Cardiovascular disease is the number one cause of death worldwide, accounting for 17.5 million deaths per year. In 2012, the WHO estimated that one third of all deaths globally were attributable to cardiovascular disease, and 7.4 million of those deaths were from ischaemic heart disease.[6] Coronary heart disease mortality is decreasing in many developed countries, but is increasing in developing and transitional countries, partly as a result of increasing longevity, urbanisation, and lifestyle changes. Epidemiology data have shown that acute coronary syndrome (ACS) cases with ST-elevation myocardial infarction (STEMI) appear to be declining and that NSTEMI occurs more frequently than STEMI.[4][7] In the US, it is estimated that >780,000 people will experience an ACS each year, and approximately 70% of these will have NSTEMI.[1] Trends from the world's largest database of patients with ACS show that the percentage of patients with a diagnosis of NSTEMI is rising dramatically.[8] This is likely to be due to the advent of more sensitive assays for myocardial injury, earlier pharmacotherapy, and reperfusion (and prevention) of STEMI.[2][8]

Risk factors

Atherosclerotic heart disease is the underlying mechanism in coronary artery disease (CAD). It evolves over decades and can begin in childhood. One study found intimal lesions in the aorta in all those aged 15 to 19 years, and in the right coronary artery in more than half of those of this age.[12] Atherosclerosis is typically silent until an acute event occurs (e.g., acute coronary syndrome). A sedentary lifestyle, excess caloric intake, and cigarette smoking are strongly associated with atherosclerosis.

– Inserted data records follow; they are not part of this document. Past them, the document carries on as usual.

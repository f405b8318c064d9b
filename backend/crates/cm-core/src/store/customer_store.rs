use crate::{Customer, NewCustomer};

use std::panic::Location;

use async_trait::async_trait;
use error_location::ErrorLocation;
use thiserror::Error;
use uuid::Uuid;

/// The backing store could not complete an operation.
#[derive(Error, Debug)]
pub enum StoreError {
    #[error("Customer store unavailable: {message} {location}")]
    Unavailable {
        message: String,
        location: ErrorLocation,
    },

    #[error("Stored customer is corrupt: {message} {location}")]
    Corrupt {
        message: String,
        location: ErrorLocation,
    },
}

impl StoreError {
    #[track_caller]
    pub fn unavailable<S: Into<String>>(message: S) -> Self {
        StoreError::Unavailable {
            message: message.into(),
            location: ErrorLocation::from(Location::caller()),
        }
    }

    #[track_caller]
    pub fn corrupt<S: Into<String>>(message: S) -> Self {
        StoreError::Corrupt {
            message: message.into(),
            location: ErrorLocation::from(Location::caller()),
        }
    }
}

pub type StoreResult<T> = std::result::Result<T, StoreError>;

/// Keyed persistence for customers.
///
/// Implementations must make each operation atomic for a given id and must
/// never hand out an id twice, including ids of deleted customers. A deleted
/// customer is indistinguishable from one that never existed.
#[async_trait]
pub trait CustomerStore: Send + Sync {
    /// Store a new customer under a freshly assigned id
    async fn create(&self, customer: NewCustomer) -> StoreResult<Customer>;

    async fn get_by_id(&self, id: Uuid) -> StoreResult<Option<Customer>>;

    /// All live customers, oldest first
    async fn list_all(&self) -> StoreResult<Vec<Customer>>;

    /// Overwrite every field of a live customer. `None` if there is none.
    async fn replace(&self, id: Uuid, customer: NewCustomer) -> StoreResult<Option<Customer>>;

    /// `false` if there was no live customer to delete
    async fn delete(&self, id: Uuid) -> StoreResult<bool>;
}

In an acute setting, the presence or absence of the traditional risk factors for CAD are not specific or sensitive for diagnosing NSTEMI. However, they do appear to be important in determining prognosis in acute coronary syndrome and targeting secondary prevention strategies.[1]

Patients with diabetes mellitus are at increased risk of coronary artery disease (CAD). The mechanisms are not fully known but they may reflect vascular abnormalities of inflammation, obesity, hypertension, dyslipidaemia, and hypercoagulability.

Approximately 20% to 25% of all patients with NSTEMI have diabetes and CAD accounts for 75% of all deaths in the diabetic population.[1][13] Diabetes is associated with more extensive CAD, unstable lesions, and less favourable long-term outcomes (death, myocardial infarction, acute coronary syndrome re-admission), as well as with coronary revascularisation, especially percutaneous coronary intervention.[1]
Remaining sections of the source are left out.